Wherever the word "constants" appears in a line of the data, that line should be copied.

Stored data
┄┄┄┄┄┄

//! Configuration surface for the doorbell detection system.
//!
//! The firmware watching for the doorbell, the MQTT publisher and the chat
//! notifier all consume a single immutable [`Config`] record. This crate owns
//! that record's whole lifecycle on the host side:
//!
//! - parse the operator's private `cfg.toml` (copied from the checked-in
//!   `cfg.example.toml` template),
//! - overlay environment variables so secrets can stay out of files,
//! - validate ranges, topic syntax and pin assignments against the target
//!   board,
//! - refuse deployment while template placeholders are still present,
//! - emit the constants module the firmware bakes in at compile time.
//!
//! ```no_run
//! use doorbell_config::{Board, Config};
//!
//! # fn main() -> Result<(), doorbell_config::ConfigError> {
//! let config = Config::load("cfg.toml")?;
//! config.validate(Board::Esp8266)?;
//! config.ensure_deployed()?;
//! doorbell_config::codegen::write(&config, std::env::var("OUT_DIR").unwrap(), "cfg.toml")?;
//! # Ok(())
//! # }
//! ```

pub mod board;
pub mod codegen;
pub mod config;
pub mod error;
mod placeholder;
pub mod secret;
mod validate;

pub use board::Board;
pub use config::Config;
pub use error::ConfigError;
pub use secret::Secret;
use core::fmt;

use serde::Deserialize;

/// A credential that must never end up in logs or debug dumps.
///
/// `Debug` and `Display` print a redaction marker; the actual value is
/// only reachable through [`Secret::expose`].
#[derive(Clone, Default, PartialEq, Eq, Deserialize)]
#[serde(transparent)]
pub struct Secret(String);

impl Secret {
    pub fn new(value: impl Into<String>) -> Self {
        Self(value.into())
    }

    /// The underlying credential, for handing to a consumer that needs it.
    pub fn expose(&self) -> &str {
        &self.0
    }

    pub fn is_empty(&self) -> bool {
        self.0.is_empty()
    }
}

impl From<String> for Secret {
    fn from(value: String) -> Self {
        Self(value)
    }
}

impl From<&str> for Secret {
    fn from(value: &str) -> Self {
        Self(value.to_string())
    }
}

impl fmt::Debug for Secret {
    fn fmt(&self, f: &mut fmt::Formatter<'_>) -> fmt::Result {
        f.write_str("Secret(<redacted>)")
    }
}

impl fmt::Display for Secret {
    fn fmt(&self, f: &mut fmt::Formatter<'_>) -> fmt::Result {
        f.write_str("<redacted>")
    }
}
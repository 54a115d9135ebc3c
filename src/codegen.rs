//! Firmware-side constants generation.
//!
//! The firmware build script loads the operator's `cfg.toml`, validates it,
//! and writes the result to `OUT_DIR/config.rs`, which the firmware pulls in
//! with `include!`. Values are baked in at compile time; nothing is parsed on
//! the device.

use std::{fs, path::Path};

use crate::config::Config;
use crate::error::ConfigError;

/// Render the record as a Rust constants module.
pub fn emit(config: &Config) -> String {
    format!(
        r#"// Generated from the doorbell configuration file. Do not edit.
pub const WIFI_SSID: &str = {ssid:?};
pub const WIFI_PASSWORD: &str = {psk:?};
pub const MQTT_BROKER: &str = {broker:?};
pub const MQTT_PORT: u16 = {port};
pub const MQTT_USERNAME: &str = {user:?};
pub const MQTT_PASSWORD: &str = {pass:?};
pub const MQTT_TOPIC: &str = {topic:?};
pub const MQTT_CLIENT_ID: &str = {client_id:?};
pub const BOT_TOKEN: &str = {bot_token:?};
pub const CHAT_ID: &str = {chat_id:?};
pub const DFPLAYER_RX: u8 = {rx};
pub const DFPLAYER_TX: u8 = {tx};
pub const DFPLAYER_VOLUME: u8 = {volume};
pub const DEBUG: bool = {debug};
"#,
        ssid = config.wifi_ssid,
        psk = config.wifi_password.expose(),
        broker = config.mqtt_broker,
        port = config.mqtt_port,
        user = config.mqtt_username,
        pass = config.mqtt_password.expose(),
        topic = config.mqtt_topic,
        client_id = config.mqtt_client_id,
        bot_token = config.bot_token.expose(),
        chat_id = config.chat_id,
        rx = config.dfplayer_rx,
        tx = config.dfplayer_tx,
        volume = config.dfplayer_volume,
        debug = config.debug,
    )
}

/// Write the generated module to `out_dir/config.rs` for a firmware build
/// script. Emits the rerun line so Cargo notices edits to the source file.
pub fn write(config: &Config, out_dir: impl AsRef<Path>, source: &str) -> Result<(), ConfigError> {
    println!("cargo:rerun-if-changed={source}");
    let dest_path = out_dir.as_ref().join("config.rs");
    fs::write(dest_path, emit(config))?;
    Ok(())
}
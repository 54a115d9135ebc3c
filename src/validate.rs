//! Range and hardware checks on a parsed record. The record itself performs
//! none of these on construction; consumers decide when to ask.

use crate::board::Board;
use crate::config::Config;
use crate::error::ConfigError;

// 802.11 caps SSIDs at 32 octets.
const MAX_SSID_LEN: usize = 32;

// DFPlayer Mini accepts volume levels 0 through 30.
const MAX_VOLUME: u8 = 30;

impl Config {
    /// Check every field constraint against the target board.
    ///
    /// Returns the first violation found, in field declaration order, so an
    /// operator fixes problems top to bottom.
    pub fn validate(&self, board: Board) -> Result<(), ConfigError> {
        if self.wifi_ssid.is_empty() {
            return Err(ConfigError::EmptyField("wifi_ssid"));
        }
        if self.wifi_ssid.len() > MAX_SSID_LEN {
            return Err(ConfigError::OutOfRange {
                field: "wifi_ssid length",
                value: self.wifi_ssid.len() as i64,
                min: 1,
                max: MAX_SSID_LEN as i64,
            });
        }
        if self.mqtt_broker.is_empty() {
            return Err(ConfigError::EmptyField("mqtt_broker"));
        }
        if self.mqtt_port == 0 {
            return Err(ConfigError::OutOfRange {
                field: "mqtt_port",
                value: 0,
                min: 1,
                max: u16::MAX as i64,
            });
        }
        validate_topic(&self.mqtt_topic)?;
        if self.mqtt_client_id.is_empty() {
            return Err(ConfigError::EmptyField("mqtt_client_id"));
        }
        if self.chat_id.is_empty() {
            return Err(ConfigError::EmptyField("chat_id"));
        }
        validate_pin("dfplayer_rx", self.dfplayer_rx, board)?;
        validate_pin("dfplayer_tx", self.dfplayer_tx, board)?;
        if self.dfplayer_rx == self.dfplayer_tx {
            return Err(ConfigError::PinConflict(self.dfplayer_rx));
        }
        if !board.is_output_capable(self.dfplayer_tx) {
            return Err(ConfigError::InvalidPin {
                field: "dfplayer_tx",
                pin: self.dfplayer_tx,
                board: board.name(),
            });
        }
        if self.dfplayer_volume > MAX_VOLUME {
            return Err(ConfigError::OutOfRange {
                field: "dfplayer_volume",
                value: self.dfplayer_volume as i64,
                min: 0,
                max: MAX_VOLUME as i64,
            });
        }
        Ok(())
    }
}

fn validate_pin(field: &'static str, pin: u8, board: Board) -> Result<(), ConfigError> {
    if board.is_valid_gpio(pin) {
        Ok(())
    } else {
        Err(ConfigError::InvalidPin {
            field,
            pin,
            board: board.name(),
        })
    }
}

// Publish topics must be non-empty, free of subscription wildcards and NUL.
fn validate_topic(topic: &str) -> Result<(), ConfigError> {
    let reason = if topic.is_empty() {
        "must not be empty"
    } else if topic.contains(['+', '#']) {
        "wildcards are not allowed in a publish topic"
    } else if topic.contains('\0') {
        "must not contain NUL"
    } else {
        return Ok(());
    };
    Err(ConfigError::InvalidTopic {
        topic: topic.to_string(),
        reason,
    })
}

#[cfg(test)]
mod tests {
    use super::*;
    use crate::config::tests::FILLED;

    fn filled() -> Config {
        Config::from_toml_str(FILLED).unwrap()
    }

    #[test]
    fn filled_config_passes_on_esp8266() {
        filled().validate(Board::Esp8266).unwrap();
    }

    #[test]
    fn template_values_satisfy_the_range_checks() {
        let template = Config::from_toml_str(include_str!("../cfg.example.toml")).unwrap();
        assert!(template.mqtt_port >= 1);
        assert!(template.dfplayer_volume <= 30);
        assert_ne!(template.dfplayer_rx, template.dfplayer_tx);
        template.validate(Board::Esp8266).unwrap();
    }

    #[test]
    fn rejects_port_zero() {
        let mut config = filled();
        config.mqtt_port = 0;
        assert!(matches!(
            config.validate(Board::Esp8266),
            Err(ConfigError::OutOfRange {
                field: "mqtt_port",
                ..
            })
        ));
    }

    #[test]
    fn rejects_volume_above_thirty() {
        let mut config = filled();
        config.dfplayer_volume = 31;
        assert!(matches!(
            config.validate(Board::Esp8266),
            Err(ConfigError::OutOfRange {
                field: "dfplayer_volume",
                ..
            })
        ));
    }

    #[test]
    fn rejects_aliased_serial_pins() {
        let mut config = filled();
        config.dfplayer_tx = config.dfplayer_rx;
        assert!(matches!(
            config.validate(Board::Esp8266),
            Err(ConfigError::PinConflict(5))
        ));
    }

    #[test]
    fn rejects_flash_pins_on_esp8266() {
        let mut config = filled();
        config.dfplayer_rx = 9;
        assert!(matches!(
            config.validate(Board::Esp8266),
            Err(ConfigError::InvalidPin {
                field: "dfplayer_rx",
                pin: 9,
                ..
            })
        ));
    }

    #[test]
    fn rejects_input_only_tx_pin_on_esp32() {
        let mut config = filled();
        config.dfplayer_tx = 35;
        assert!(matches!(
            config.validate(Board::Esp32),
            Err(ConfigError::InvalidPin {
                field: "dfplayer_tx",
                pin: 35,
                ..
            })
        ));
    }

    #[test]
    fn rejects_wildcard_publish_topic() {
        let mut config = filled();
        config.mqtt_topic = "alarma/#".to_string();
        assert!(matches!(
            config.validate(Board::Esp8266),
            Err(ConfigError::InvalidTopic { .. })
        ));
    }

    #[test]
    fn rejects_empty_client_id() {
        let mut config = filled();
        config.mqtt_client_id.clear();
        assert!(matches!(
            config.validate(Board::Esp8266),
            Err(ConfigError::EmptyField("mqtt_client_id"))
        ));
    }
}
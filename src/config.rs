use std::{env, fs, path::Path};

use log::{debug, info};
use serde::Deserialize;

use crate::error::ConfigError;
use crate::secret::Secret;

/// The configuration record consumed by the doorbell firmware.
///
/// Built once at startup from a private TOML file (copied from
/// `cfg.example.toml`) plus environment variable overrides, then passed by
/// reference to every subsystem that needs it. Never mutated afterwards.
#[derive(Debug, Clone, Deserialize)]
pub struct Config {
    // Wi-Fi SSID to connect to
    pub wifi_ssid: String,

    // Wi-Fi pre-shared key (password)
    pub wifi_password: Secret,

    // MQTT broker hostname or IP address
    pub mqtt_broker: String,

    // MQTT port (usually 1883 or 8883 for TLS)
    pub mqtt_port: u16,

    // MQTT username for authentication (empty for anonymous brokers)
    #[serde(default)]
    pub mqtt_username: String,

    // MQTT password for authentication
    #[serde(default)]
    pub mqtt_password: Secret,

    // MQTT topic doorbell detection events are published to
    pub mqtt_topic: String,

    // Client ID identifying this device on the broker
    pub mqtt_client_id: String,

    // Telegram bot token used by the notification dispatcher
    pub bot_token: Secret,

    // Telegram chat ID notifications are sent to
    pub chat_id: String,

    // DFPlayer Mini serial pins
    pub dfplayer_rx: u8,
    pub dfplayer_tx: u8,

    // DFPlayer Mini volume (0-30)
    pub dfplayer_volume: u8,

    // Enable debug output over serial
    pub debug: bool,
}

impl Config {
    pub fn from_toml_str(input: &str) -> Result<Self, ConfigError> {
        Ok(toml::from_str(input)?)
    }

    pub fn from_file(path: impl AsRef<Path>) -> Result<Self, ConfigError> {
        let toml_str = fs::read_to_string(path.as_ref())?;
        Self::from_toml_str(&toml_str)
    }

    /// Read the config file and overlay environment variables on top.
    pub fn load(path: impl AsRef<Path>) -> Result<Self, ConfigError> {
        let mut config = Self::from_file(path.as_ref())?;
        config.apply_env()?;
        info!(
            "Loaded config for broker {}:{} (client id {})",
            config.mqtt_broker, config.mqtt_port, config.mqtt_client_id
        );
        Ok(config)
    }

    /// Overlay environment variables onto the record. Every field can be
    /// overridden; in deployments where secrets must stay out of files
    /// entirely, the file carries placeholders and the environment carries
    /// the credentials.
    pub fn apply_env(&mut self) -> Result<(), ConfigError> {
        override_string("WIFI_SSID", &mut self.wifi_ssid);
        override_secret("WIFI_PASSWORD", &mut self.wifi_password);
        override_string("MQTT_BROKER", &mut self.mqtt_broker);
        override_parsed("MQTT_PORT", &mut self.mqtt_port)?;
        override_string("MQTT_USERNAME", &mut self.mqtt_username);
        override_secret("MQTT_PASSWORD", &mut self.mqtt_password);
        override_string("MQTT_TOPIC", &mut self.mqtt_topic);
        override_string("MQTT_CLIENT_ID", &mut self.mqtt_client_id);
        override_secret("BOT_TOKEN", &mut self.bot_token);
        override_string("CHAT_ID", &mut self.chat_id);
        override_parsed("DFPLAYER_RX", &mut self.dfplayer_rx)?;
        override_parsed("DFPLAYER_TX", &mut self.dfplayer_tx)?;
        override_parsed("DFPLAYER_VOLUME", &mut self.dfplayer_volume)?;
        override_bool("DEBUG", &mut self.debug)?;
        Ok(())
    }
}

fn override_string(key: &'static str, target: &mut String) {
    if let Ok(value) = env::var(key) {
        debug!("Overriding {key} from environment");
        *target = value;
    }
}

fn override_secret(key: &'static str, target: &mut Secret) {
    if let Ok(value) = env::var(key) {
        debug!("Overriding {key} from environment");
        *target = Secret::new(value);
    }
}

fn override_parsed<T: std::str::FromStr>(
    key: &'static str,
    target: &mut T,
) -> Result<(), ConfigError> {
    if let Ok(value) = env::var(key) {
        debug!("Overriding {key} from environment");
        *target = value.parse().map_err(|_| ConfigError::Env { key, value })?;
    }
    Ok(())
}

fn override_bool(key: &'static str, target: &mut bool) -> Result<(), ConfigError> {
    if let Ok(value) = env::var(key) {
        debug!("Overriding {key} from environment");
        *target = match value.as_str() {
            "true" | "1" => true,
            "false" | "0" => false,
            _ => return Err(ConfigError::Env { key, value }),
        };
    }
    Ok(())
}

┄┄┄┄┄┄

● Task result:
//! - emit the constants module the firmware bakes in at compile time.
//! Firmware-side constants generation.
/// Render the record as a Rust constants module.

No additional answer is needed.